Saved data entries:
* * * *

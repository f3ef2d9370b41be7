//! Job store: durable record of job state with version-guarded transitions.
//!
//! Every status transition is optimistic: the caller supplies the `version`
//! it last read, and the store applies the update only if the record still
//! carries that version and the expected source status. A stale caller gets
//! `Conflict` and must re-read. This is the sole mechanism arbitrating
//! redelivery races between workers.

use async_trait::async_trait;
use uuid::Uuid;

use crate::models::job::{Job, JobError, NewJob};

pub mod memory;
pub mod postgres;

pub use memory::MemoryJobStore;
pub use postgres::PgJobStore;

#[derive(Debug, thiserror::Error)]
pub enum StoreError {
    #[error("job not found")]
    NotFound,

    #[error("version conflict")]
    Conflict,

    #[error("owner {owner_id} at in-flight ceiling {ceiling}")]
    QuotaExceeded { owner_id: String, ceiling: i32 },

    #[error("database error: {0}")]
    Database(#[from] sqlx::Error),

    #[error("corrupt job record: {0}")]
    Decode(String),
}

#[async_trait]
pub trait JobStore: Send + Sync {
    /// Atomically reserve a quota slot for the owner (increment-with-ceiling)
    /// and persist the new job in `queued` state. `QuotaExceeded` if the
    /// owner already has `quota_ceiling` jobs in flight.
    async fn create(&self, job: NewJob, quota_ceiling: i32) -> Result<Job, StoreError>;

    async fn get(&self, id: Uuid) -> Result<Option<Job>, StoreError>;

    /// `queued -> running`; increments `attempt_count`, stamps `started_at`.
    async fn mark_running(&self, id: Uuid, version: i64) -> Result<Job, StoreError>;

    /// `running -> succeeded`; records `result_ref`, releases the quota slot.
    async fn mark_succeeded(
        &self,
        id: Uuid,
        version: i64,
        result_ref: &str,
    ) -> Result<Job, StoreError>;

    /// `{queued, running} -> failed`; records the error, releases the quota
    /// slot. Queued jobs can be failed directly when their message is
    /// dead-lettered.
    async fn mark_failed(&self, id: Uuid, version: i64, error: &JobError)
        -> Result<Job, StoreError>;

    /// `{queued, running} -> cancelled`; releases the quota slot.
    async fn mark_cancelled(&self, id: Uuid, version: i64) -> Result<Job, StoreError>;

    /// `running -> queued`: retry requeue or stale-lease reconciliation.
    /// The attempt counter is left alone; it advances on claim.
    async fn requeue(&self, id: Uuid, version: i64) -> Result<Job, StoreError>;

    /// Set the cooperative cancellation flag on a non-terminal job. Returns
    /// `None` when the job is missing or already terminal; the caller
    /// re-reads to tell which.
    async fn request_cancel(&self, id: Uuid) -> Result<Option<Job>, StoreError>;

    /// Number of jobs currently in `running` state.
    async fn running_count(&self) -> Result<u64, StoreError>;

    async fn ping(&self) -> Result<(), StoreError>;
}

* * * *

INSTRUCTIONS FOR THE TASK: Type out the whole of the data again, exactly as shown.

WRITTEN ANSWER:
repository f3ef2d9370b41be7
//! Job store: durable record of job state with version-guarded transitions.
//!
//! Every status transition is optimistic: the caller supplies the `version`
//! it last read, and the store applies the update only if the record still
//! carries that version and the expected source status. A stale caller gets
//! `Conflict` and must re-read. This is the sole mechanism arbitrating
//! redelivery races between workers.

use async_trait::async_trait;
use uuid::Uuid;

use crate::models::job::{Job, JobError, NewJob};

pub mod memory;
pub mod postgres;

pub use memory::MemoryJobStore;
pub use postgres::PgJobStore;

#[derive(Debug, thiserror::Error)]
pub enum StoreError {
    #[error("job not found")]
    NotFound,

    #[error("version conflict")]
    Conflict,

    #[error("owner {owner_id} at in-flight ceiling {ceiling}")]
    QuotaExceeded { owner_id: String, ceiling: i32 },

    #[error("database error: {0}")]
    Database(#[from] sqlx::Error),

    #[error("corrupt job record: {0}")]
    Decode(String),
}

#[async_trait]
pub trait JobStore: Send + Sync {
    /// Atomically reserve a quota slot for the owner (increment-with-ceiling)
    /// and persist the new job in `queued` state. `QuotaExceeded` if the
    /// owner already has `quota_ceiling` jobs in flight.
    async fn create(&self, job: NewJob, quota_ceiling: i32) -> Result<Job, StoreError>;

    async fn get(&self, id: Uuid) -> Result<Option<Job>, StoreError>;

    /// `queued -> running`; increments `attempt_count`, stamps `started_at`.
    async fn mark_running(&self, id: Uuid, version: i64) -> Result<Job, StoreError>;

    /// `running -> succeeded`; records `result_ref`, releases the quota slot.
    async fn mark_succeeded(
        &self,
        id: Uuid,
        version: i64,
        result_ref: &str,
    ) -> Result<Job, StoreError>;

    /// `{queued, running} -> failed`; records the error, releases the quota
    /// slot. Queued jobs can be failed directly when their message is
    /// dead-lettered.
    async fn mark_failed(&self, id: Uuid, version: i64, error: &JobError)
        -> Result<Job, StoreError>;

    /// `{queued, running} -> cancelled`; releases the quota slot.
    async fn mark_cancelled(&self, id: Uuid, version: i64) -> Result<Job, StoreError>;

    /// `running -> queued`: retry requeue or stale-lease reconciliation.
    /// The attempt counter is left alone; it advances on claim.
    async fn requeue(&self, id: Uuid, version: i64) -> Result<Job, StoreError>;

    /// Set the cooperative cancellation flag on a non-terminal job. Returns
    /// `None` when the job is missing or already terminal; the caller
    /// re-reads to tell which.
    async fn request_cancel(&self, id: Uuid) -> Result<Option<Job>, StoreError>;

    /// Number of jobs currently in `running` state.
    async fn running_count(&self) -> Result<u64, StoreError>;

    async fn ping(&self) -> Result<(), StoreError>;
}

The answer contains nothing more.